▶ _Exercise_: Every line below needs to be returned exactly as written.

▶ _Supplied information_:

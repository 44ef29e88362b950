//! Virtual environment detection.
//!
//! A directory is a venv when one of its script directories holds both an
//! activation file and a pip executable.

use crate::config::Config;
use crate::error::Result;
use regex::Regex;
use std::fs;
use std::path::{Path, PathBuf};
use tracing::trace;

/// Compiled venv layout rules.
#[derive(Debug, Clone)]
pub struct VenvLayout {
    script_dirs: Vec<String>,
    activation_files: Vec<String>,
    pip: Regex,
}

impl VenvLayout {
    pub fn from_config(config: &Config) -> Result<Self> {
        Ok(Self {
            script_dirs: config.script_dirs.clone(),
            activation_files: config.activation_files.clone(),
            pip: config.pip_regex()?,
        })
    }

    /// Returns true if `dir` looks like a virtual environment.
    pub fn is_venv(&self, dir: &Path) -> bool {
        self.script_dirs.iter().any(|name| {
            let scripts = dir.join(name);
            scripts.is_dir()
                && self.has_activation(&scripts)
                && self.pip_in(&scripts).is_some()
        })
    }

    /// Find the pip executable inside a venv.
    ///
    /// Script directories are searched in configured order. Within one
    /// directory `pip` wins over `pip3`, which wins over versioned names.
    pub fn locate_pip(&self, venv: &Path) -> Option<PathBuf> {
        self.script_dirs
            .iter()
            .map(|name| venv.join(name))
            .filter(|scripts| scripts.is_dir())
            .find_map(|scripts| self.pip_in(&scripts))
    }

    fn has_activation(&self, scripts: &Path) -> bool {
        self.activation_files
            .iter()
            .any(|file| scripts.join(file).is_file())
    }

    fn pip_in(&self, scripts: &Path) -> Option<PathBuf> {
        let entries = match fs::read_dir(scripts) {
            Ok(entries) => entries,
            Err(e) => {
                trace!(path = %scripts.display(), error = %e, "cannot list script directory");
                return None;
            }
        };

        let mut candidates: Vec<(u8, String)> = entries
            .flatten()
            .filter_map(|entry| {
                let name = entry.file_name().to_str()?.to_string();
                (self.pip.is_match(&name) && entry.path().is_file()).then_some(name)
            })
            .map(|name| (pip_rank(&name), name))
            .collect();

        candidates.sort();
        candidates
            .into_iter()
            .next()
            .map(|(_, name)| scripts.join(name))
    }
}

fn pip_rank(name: &str) -> u8 {
    match name.strip_suffix(".exe").unwrap_or(name) {
        "pip" => 0,
        "pip3" => 1,
        _ => 2,
    }
}

#[cfg(test)]
mod tests {
    use super::*;
    use tempfile::TempDir;

    fn layout() -> VenvLayout {
        VenvLayout::from_config(&Config::default()).unwrap()
    }

    fn touch(path: &Path) {
        fs::create_dir_all(path.parent().unwrap()).unwrap();
        fs::write(path, "").unwrap();
    }

    #[test]
    fn posix_layout_is_detected() {
        let temp = TempDir::new().unwrap();
        let venv = temp.path().join(".venv");
        touch(&venv.join("bin/activate"));
        touch(&venv.join("bin/pip"));

        assert!(layout().is_venv(&venv));
    }

    #[test]
    fn windows_layout_is_detected() {
        let temp = TempDir::new().unwrap();
        let venv = temp.path().join("env");
        touch(&venv.join("Scripts/activate.bat"));
        touch(&venv.join("Scripts/pip.exe"));

        assert!(layout().is_venv(&venv));
        assert_eq!(
            layout().locate_pip(&venv),
            Some(venv.join("Scripts/pip.exe"))
        );
    }

    #[test]
    fn activation_without_pip_is_not_a_venv() {
        let temp = TempDir::new().unwrap();
        let dir = temp.path().join("tools");
        touch(&dir.join("bin/activate"));
        touch(&dir.join("bin/python"));

        assert!(!layout().is_venv(&dir));
    }

    #[test]
    fn pip_without_activation_is_not_a_venv() {
        let temp = TempDir::new().unwrap();
        let dir = temp.path().join("usr");
        touch(&dir.join("bin/pip"));

        assert!(!layout().is_venv(&dir));
    }

    #[test]
    fn markers_split_across_script_dirs_do_not_count() {
        let temp = TempDir::new().unwrap();
        let dir = temp.path().join("mixed");
        touch(&dir.join("bin/activate"));
        touch(&dir.join("Scripts/pip.exe"));

        assert!(!layout().is_venv(&dir));
    }

    #[test]
    fn locate_pip_prefers_unversioned_name() {
        let temp = TempDir::new().unwrap();
        let venv = temp.path().join("venv");
        touch(&venv.join("bin/activate"));
        touch(&venv.join("bin/pip3.12"));
        touch(&venv.join("bin/pip3"));
        touch(&venv.join("bin/pip"));

        assert_eq!(layout().locate_pip(&venv), Some(venv.join("bin/pip")));
    }

    #[test]
    fn locate_pip_falls_back_to_versioned_name() {
        let temp = TempDir::new().unwrap();
        let venv = temp.path().join("venv");
        touch(&venv.join("bin/pip3.11"));

        assert_eq!(layout().locate_pip(&venv), Some(venv.join("bin/pip3.11")));
    }

    #[test]
    fn locate_pip_ignores_directories_named_pip() {
        let temp = TempDir::new().unwrap();
        let venv = temp.path().join("venv");
        fs::create_dir_all(venv.join("bin/pip")).unwrap();

        assert_eq!(layout().locate_pip(&venv), None);
    }
}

▶ _Response_:
repository 44ef29e88362b950
//! Virtual environment detection.
//!
//! A directory is a venv when one of its script directories holds both an
//! activation file and a pip executable.

use crate::config::Config;
use crate::error::Result;
use regex::Regex;
use std::fs;
use std::path::{Path, PathBuf};
use tracing::trace;

/// Compiled venv layout rules.
#[derive(Debug, Clone)]
pub struct VenvLayout {
    script_dirs: Vec<String>,
    activation_files: Vec<String>,
    pip: Regex,
}

impl VenvLayout {
    pub fn from_config(config: &Config) -> Result<Self> {
        Ok(Self {
            script_dirs: config.script_dirs.clone(),
            activation_files: config.activation_files.clone(),
            pip: config.pip_regex()?,
        })
    }

    /// Returns true if `dir` looks like a virtual environment.
    pub fn is_venv(&self, dir: &Path) -> bool {
        self.script_dirs.iter().any(|name| {
            let scripts = dir.join(name);
            scripts.is_dir()
                && self.has_activation(&scripts)
                && self.pip_in(&scripts).is_some()
        })
    }

    /// Find the pip executable inside a venv.
    ///
    /// Script directories are searched in configured order. Within one
    /// directory `pip` wins over `pip3`, which wins over versioned names.
    pub fn locate_pip(&self, venv: &Path) -> Option<PathBuf> {
        self.script_dirs
            .iter()
            .map(|name| venv.join(name))
            .filter(|scripts| scripts.is_dir())
            .find_map(|scripts| self.pip_in(&scripts))
    }

    fn has_activation(&self, scripts: &Path) -> bool {
        self.activation_files
            .iter()
            .any(|file| scripts.join(file).is_file())
    }

    fn pip_in(&self, scripts: &Path) -> Option<PathBuf> {
        let entries = match fs::read_dir(scripts) {
            Ok(entries) => entries,
            Err(e) => {
                trace!(path = %scripts.display(), error = %e, "cannot list script directory");
                return None;
            }
        };

        let mut candidates: Vec<(u8, String)> = entries
            .flatten()
            .filter_map(|entry| {
                let name = entry.file_name().to_str()?.to_string();
                (self.pip.is_match(&name) && entry.path().is_file()).then_some(name)
            })
            .map(|name| (pip_rank(&name), name))
            .collect();

        candidates.sort();
        candidates
            .into_iter()
            .next()
            .map(|(_, name)| scripts.join(name))
    }
}

fn pip_rank(name: &str) -> u8 {
    match name.strip_suffix(".exe").unwrap_or(name) {
        "pip" => 0,
        "pip3" => 1,
        _ => 2,
    }
}

#[cfg(test)]
mod tests {
    use super::*;
    use tempfile::TempDir;

    fn layout() -> VenvLayout {
        VenvLayout::from_config(&Config::default()).unwrap()
    }

    fn touch(path: &Path) {
        fs::create_dir_all(path.parent().unwrap()).unwrap();
        fs::write(path, "").unwrap();
    }

    #[test]
    fn posix_layout_is_detected() {
        let temp = TempDir::new().unwrap();
        let venv = temp.path().join(".venv");
        touch(&venv.join("bin/activate"));
        touch(&venv.join("bin/pip"));

        assert!(layout().is_venv(&venv));
    }

    #[test]
    fn windows_layout_is_detected() {
        let temp = TempDir::new().unwrap();
        let venv = temp.path().join("env");
        touch(&venv.join("Scripts/activate.bat"));
        touch(&venv.join("Scripts/pip.exe"));

        assert!(layout().is_venv(&venv));
        assert_eq!(
            layout().locate_pip(&venv),
            Some(venv.join("Scripts/pip.exe"))
        );
    }

    #[test]
    fn activation_without_pip_is_not_a_venv() {
        let temp = TempDir::new().unwrap();
        let dir = temp.path().join("tools");
        touch(&dir.join("bin/activate"));
        touch(&dir.join("bin/python"));

        assert!(!layout().is_venv(&dir));
    }

    #[test]
    fn pip_without_activation_is_not_a_venv() {
        let temp = TempDir::new().unwrap();
        let dir = temp.path().join("usr");
        touch(&dir.join("bin/pip"));

        assert!(!layout().is_venv(&dir));
    }

    #[test]
    fn markers_split_across_script_dirs_do_not_count() {
        let temp = TempDir::new().unwrap();
        let dir = temp.path().join("mixed");
        touch(&dir.join("bin/activate"));
        touch(&dir.join("Scripts/pip.exe"));

        assert!(!layout().is_venv(&dir));
    }

    #[test]
    fn locate_pip_prefers_unversioned_name() {
        let temp = TempDir::new().unwrap();
        let venv = temp.path().join("venv");
        touch(&venv.join("bin/activate"));
        touch(&venv.join("bin/pip3.12"));
        touch(&venv.join("bin/pip3"));
        touch(&venv.join("bin/pip"));

        assert_eq!(layout().locate_pip(&venv), Some(venv.join("bin/pip")));
    }

    #[test]
    fn locate_pip_falls_back_to_versioned_name() {
        let temp = TempDir::new().unwrap();
        let venv = temp.path().join("venv");
        touch(&venv.join("bin/pip3.11"));

        assert_eq!(layout().locate_pip(&venv), Some(venv.join("bin/pip3.11")));
    }

    #[test]
    fn locate_pip_ignores_directories_named_pip() {
        let temp = TempDir::new().unwrap();
        let venv = temp.path().join("venv");
        fs::create_dir_all(venv.join("bin/pip")).unwrap();

        assert_eq!(layout().locate_pip(&venv), None);
    }
}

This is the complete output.